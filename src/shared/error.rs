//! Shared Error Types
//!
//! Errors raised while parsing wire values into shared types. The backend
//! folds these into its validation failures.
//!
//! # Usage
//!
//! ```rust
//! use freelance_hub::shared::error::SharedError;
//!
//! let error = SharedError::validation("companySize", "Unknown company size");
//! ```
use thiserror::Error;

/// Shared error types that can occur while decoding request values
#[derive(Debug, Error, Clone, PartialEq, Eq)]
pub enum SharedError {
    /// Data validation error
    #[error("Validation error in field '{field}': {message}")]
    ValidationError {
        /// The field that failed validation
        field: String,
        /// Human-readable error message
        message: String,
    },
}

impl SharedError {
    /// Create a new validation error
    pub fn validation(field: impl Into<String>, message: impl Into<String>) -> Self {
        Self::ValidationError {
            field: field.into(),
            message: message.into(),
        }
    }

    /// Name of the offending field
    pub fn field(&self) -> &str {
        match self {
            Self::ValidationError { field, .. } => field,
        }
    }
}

================================

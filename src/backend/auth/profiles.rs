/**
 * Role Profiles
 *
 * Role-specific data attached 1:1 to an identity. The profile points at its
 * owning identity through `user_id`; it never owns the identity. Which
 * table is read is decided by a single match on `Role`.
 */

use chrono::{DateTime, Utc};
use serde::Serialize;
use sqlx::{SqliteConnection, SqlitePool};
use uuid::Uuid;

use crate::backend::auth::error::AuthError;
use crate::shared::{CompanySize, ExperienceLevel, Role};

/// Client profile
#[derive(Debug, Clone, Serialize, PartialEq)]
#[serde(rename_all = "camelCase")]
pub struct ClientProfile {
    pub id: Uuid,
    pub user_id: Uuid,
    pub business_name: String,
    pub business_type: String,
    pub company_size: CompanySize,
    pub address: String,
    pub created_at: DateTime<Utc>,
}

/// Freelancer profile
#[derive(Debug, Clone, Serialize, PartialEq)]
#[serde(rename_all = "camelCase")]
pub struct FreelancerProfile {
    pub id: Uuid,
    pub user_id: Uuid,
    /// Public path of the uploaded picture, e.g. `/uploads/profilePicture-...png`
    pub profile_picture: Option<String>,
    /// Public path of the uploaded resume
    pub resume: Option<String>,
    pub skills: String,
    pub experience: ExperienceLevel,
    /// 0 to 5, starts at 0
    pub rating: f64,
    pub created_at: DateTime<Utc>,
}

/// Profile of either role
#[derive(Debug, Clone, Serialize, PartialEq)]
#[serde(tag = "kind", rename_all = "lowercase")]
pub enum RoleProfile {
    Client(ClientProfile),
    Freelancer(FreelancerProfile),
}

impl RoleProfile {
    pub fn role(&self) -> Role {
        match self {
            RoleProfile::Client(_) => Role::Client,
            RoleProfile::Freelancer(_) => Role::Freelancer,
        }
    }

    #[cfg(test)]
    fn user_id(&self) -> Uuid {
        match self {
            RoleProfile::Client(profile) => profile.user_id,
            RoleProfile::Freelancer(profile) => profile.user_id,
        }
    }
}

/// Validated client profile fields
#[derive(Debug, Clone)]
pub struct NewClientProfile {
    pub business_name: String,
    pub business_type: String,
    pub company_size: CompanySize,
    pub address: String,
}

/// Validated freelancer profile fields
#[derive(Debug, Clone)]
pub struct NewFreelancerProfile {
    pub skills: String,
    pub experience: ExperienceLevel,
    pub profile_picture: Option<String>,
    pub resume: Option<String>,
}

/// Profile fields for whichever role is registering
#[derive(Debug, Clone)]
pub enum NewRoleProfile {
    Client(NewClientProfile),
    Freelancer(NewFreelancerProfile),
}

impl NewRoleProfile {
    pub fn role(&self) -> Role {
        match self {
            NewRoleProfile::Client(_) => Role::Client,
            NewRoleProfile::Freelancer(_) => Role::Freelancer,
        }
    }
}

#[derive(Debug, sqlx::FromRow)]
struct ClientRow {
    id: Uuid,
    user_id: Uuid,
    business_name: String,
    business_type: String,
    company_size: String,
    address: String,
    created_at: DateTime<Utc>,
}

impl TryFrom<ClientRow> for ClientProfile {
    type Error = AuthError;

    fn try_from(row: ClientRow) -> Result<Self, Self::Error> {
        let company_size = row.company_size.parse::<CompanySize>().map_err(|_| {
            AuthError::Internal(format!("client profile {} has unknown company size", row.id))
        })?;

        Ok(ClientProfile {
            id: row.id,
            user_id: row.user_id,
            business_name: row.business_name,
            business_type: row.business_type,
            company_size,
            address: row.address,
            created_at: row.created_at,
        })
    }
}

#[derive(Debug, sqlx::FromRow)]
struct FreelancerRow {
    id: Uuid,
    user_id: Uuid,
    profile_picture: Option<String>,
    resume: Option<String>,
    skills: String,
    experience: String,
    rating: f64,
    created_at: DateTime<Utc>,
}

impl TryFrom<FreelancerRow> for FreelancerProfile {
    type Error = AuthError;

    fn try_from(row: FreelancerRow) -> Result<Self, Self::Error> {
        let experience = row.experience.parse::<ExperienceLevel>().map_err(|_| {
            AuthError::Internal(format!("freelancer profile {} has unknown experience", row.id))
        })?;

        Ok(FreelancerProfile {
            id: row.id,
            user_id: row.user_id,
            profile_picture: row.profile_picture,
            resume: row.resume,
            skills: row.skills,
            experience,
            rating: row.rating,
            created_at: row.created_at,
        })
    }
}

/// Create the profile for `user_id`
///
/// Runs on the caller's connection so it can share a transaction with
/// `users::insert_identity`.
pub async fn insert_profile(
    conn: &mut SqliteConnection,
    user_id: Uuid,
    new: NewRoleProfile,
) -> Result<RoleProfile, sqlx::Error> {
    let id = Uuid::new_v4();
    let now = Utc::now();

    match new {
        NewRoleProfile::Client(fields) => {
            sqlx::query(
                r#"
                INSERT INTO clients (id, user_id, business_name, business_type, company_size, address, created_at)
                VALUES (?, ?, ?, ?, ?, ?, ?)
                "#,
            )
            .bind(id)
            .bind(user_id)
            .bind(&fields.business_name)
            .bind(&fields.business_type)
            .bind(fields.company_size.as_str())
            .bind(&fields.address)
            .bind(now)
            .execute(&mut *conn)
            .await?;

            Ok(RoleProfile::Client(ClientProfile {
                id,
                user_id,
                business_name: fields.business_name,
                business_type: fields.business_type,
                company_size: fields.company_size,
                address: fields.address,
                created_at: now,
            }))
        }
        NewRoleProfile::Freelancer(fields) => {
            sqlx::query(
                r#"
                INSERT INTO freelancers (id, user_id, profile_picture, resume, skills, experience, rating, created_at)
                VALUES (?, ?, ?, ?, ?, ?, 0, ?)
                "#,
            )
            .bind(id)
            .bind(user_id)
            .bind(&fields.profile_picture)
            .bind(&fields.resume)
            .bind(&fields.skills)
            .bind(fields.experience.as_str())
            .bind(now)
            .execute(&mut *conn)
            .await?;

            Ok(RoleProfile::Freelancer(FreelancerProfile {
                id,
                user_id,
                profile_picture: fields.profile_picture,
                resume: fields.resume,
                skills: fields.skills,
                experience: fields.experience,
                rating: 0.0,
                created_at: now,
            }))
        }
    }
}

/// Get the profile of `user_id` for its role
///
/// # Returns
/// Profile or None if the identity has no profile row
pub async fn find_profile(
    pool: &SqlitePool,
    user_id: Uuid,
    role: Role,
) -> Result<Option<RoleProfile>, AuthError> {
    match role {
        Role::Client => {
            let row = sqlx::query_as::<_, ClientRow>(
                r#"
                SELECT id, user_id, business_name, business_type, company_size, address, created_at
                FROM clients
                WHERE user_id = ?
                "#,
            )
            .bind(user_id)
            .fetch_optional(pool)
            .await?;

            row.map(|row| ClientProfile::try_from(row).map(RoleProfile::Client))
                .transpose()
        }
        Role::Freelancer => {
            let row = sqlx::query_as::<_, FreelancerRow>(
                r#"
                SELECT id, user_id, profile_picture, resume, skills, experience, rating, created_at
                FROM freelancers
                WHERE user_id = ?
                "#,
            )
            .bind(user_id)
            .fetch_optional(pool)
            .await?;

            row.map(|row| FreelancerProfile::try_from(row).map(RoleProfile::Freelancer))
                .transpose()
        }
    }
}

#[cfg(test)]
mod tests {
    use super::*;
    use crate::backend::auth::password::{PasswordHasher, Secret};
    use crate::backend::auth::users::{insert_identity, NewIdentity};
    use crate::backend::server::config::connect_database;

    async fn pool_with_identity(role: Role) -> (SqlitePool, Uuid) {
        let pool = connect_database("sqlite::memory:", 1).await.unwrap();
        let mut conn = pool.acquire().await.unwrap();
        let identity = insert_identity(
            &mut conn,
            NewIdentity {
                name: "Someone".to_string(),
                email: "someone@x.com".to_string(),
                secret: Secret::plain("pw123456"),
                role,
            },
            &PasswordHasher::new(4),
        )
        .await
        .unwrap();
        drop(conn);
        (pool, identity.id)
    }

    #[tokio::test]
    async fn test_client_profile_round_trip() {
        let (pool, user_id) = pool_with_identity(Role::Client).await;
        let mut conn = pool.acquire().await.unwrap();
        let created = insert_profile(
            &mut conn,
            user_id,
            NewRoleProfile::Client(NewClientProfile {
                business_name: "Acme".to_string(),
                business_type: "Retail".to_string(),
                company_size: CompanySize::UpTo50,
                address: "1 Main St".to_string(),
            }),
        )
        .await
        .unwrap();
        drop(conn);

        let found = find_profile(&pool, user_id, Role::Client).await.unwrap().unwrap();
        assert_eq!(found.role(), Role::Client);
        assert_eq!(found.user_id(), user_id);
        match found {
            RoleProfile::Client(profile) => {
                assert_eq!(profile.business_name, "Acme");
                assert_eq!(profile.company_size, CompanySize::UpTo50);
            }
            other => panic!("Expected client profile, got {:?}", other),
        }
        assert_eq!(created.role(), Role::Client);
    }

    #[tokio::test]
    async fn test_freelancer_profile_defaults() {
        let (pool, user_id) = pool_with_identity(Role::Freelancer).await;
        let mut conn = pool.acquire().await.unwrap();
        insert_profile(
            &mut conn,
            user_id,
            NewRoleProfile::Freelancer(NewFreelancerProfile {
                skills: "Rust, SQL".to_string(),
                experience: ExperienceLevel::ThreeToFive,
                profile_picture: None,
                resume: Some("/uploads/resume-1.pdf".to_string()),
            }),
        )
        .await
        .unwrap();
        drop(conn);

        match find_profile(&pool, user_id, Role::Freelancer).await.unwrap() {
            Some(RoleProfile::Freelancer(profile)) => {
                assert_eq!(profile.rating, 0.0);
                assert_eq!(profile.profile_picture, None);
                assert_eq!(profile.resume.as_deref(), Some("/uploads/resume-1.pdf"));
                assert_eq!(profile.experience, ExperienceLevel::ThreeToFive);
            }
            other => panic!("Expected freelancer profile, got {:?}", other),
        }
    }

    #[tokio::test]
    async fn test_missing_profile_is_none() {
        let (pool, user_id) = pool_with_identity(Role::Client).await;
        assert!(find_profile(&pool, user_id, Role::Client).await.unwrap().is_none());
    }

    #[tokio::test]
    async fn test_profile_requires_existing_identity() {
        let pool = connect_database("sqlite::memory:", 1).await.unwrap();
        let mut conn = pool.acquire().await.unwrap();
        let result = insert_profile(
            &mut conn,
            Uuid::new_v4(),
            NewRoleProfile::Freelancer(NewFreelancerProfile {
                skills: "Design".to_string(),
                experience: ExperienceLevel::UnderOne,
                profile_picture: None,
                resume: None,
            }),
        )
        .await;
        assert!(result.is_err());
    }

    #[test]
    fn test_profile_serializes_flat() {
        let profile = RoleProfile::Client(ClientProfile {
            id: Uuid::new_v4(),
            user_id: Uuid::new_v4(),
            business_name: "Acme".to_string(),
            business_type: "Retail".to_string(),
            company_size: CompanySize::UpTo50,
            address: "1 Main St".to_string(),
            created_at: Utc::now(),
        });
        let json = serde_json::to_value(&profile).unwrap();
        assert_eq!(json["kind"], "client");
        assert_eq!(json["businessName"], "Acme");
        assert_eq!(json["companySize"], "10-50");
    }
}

================================

== Work item ==
For each line of the data that has the word "json", report that line.

== Task output ==
        let json = serde_json::to_value(&profile).unwrap();
        assert_eq!(json["kind"], "client");
        assert_eq!(json["businessName"], "Acme");
        assert_eq!(json["companySize"], "10-50");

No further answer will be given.